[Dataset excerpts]
-- Opening Marker --

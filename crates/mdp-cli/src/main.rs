//! Member portal content CLI entry point.
//!
//! Provides command-line tools for CMS content and quote trees:
//! - `mdp resolve` - Resolve a value path against a quote tree
//! - `mdp render` - Render summary items against a quote tree
//! - `mdp inject` - Substitute tokens and labels in a content tree
//! - `mdp check` - Validate placeholder markers in CMS text
//! - `mdp dispatch` - Build render instructions for a page of blocks

mod commands;
mod output;

use std::io::stderr;
use std::process::exit;

use clap::{ArgAction, Parser, Subcommand, ValueEnum};
use commands::{
    CheckArgs, DispatchArgs, InjectArgs, RenderArgs, ResolveArgs, run_check, run_dispatch,
    run_inject, run_render, run_resolve,
};
use output::CliError;
use tracing::debug;
use tracing_subscriber::EnvFilter;

/// Member portal content tools.
#[derive(Debug, Parser)]
#[command(name = "mdp")]
#[command(about = "Member portal content tools", long_about = None)]
#[command(version)]
pub struct Cli {
    /// Color output control
    #[arg(long, value_enum, default_value_t = ColorWhen::Auto, global = true)]
    pub color: ColorWhen,

    /// Log more detail (repeat for more)
    #[arg(short, long, action = ArgAction::Count, global = true)]
    pub verbose: u8,

    #[command(subcommand)]
    pub command: Commands,
}

/// When to use colored output.
#[derive(Debug, Clone, Copy, ValueEnum)]
pub enum ColorWhen {
    Auto,
    Always,
    Never,
}

/// CLI subcommands.
#[derive(Debug, Subcommand)]
pub enum Commands {
    /// Resolve a dotted value path against a quote tree
    Resolve(ResolveArgs),
    /// Render summary items against a quote tree
    Render(RenderArgs),
    /// Substitute tokens and labels in a CMS content tree
    Inject(InjectArgs),
    /// Check placeholder markers in CMS text or JSON files
    Check(CheckArgs),
    /// Build render instructions for a page of CMS blocks
    Dispatch(DispatchArgs),
}

/// Set up color output based on user preference.
fn setup_colors(color_when: ColorWhen) {
    match color_when {
        ColorWhen::Auto => {
            // owo-colors checks TTY, NO_COLOR and FORCE_COLOR
        }
        ColorWhen::Always => {
            owo_colors::set_override(true);
        }
        ColorWhen::Never => {
            owo_colors::set_override(false);
        }
    }
}

/// Install a stderr subscriber. `RUST_LOG` wins over `-v`.
fn init_logging(verbose: u8) {
    let default_level = match verbose {
        0 => "warn",
        1 => "info",
        2 => "debug",
        _ => "trace",
    };
    let _ = tracing_subscriber::fmt()
        .with_env_filter(
            EnvFilter::try_from_default_env()
                .or_else(|_| EnvFilter::try_new(default_level))
                .unwrap_or_else(|_| EnvFilter::new(default_level)),
        )
        .with_writer(stderr)
        .try_init();
}

fn main() -> miette::Result<()> {
    let cli = Cli::parse();
    setup_colors(cli.color);
    init_logging(cli.verbose);

    miette::set_hook(Box::new(|_| {
        Box::new(
            miette::MietteHandlerOpts::new()
                .terminal_links(true)
                .unicode(true)
                .context_lines(2)
                .build(),
        )
    }))?;

    debug!(command = ?cli.command, "running");
    let result = match cli.command {
        Commands::Resolve(args) => run_resolve(args),
        Commands::Render(args) => run_render(args),
        Commands::Inject(args) => run_inject(args),
        Commands::Check(args) => run_check(args),
        Commands::Dispatch(args) => run_dispatch(args),
    };

    match result {
        Ok(code) => exit(code),
        Err(e) => {
            let code = e
                .downcast_ref::<CliError>()
                .map_or(exitcode::SOFTWARE, CliError::exit_code);
            eprintln!("{e:?}");
            exit(code);
        }
    }
}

-- Closing Marker --

_Exercise_: Write the entries out a second time. Match them exactly.

_Written answer_:
filename crates/mdp-cli/src/main.rs
//! Member portal content CLI entry point.
//!
//! Provides command-line tools for CMS content and quote trees:
//! - `mdp resolve` - Resolve a value path against a quote tree
//! - `mdp render` - Render summary items against a quote tree
//! - `mdp inject` - Substitute tokens and labels in a content tree
//! - `mdp check` - Validate placeholder markers in CMS text
//! - `mdp dispatch` - Build render instructions for a page of blocks

mod commands;
mod output;

use std::io::stderr;
use std::process::exit;

use clap::{ArgAction, Parser, Subcommand, ValueEnum};
use commands::{
    CheckArgs, DispatchArgs, InjectArgs, RenderArgs, ResolveArgs, run_check, run_dispatch,
    run_inject, run_render, run_resolve,
};
use output::CliError;
use tracing::debug;
use tracing_subscriber::EnvFilter;

/// Member portal content tools.
#[derive(Debug, Parser)]
#[command(name = "mdp")]
#[command(about = "Member portal content tools", long_about = None)]
#[command(version)]
pub struct Cli {
    /// Color output control
    #[arg(long, value_enum, default_value_t = ColorWhen::Auto, global = true)]
    pub color: ColorWhen,

    /// Log more detail (repeat for more)
    #[arg(short, long, action = ArgAction::Count, global = true)]
    pub verbose: u8,

    #[command(subcommand)]
    pub command: Commands,
}

/// When to use colored output.
#[derive(Debug, Clone, Copy, ValueEnum)]
pub enum ColorWhen {
    Auto,
    Always,
    Never,
}

/// CLI subcommands.
#[derive(Debug, Subcommand)]
pub enum Commands {
    /// Resolve a dotted value path against a quote tree
    Resolve(ResolveArgs),
    /// Render summary items against a quote tree
    Render(RenderArgs),
    /// Substitute tokens and labels in a CMS content tree
    Inject(InjectArgs),
    /// Check placeholder markers in CMS text or JSON files
    Check(CheckArgs),
    /// Build render instructions for a page of CMS blocks
    Dispatch(DispatchArgs),
}

/// Set up color output based on user preference.
fn setup_colors(color_when: ColorWhen) {
    match color_when {
        ColorWhen::Auto => {
            // owo-colors checks TTY, NO_COLOR and FORCE_COLOR
        }
        ColorWhen::Always => {
            owo_colors::set_override(true);
        }
        ColorWhen::Never => {
            owo_colors::set_override(false);
        }
    }
}

/// Install a stderr subscriber. `RUST_LOG` wins over `-v`.
fn init_logging(verbose: u8) {
    let default_level = match verbose {
        0 => "warn",
        1 => "info",
        2 => "debug",
        _ => "trace",
    };
    let _ = tracing_subscriber::fmt()
        .with_env_filter(
            EnvFilter::try_from_default_env()
                .or_else(|_| EnvFilter::try_new(default_level))
                .unwrap_or_else(|_| EnvFilter::new(default_level)),
        )
        .with_writer(stderr)
        .try_init();
}

fn main() -> miette::Result<()> {
    let cli = Cli::parse();
    setup_colors(cli.color);
    init_logging(cli.verbose);

    miette::set_hook(Box::new(|_| {
        Box::new(
            miette::MietteHandlerOpts::new()
                .terminal_links(true)
                .unicode(true)
                .context_lines(2)
                .build(),
        )
    }))?;

    debug!(command = ?cli.command, "running");
    let result = match cli.command {
        Commands::Resolve(args) => run_resolve(args),
        Commands::Render(args) => run_render(args),
        Commands::Inject(args) => run_inject(args),
        Commands::Check(args) => run_check(args),
        Commands::Dispatch(args) => run_dispatch(args),
    };

    match result {
        Ok(code) => exit(code),
        Err(e) => {
            let code = e
                .downcast_ref::<CliError>()
                .map_or(exitcode::SOFTWARE, CliError::exit_code);
            eprintln!("{e:?}");
            exit(code);
        }
    }
}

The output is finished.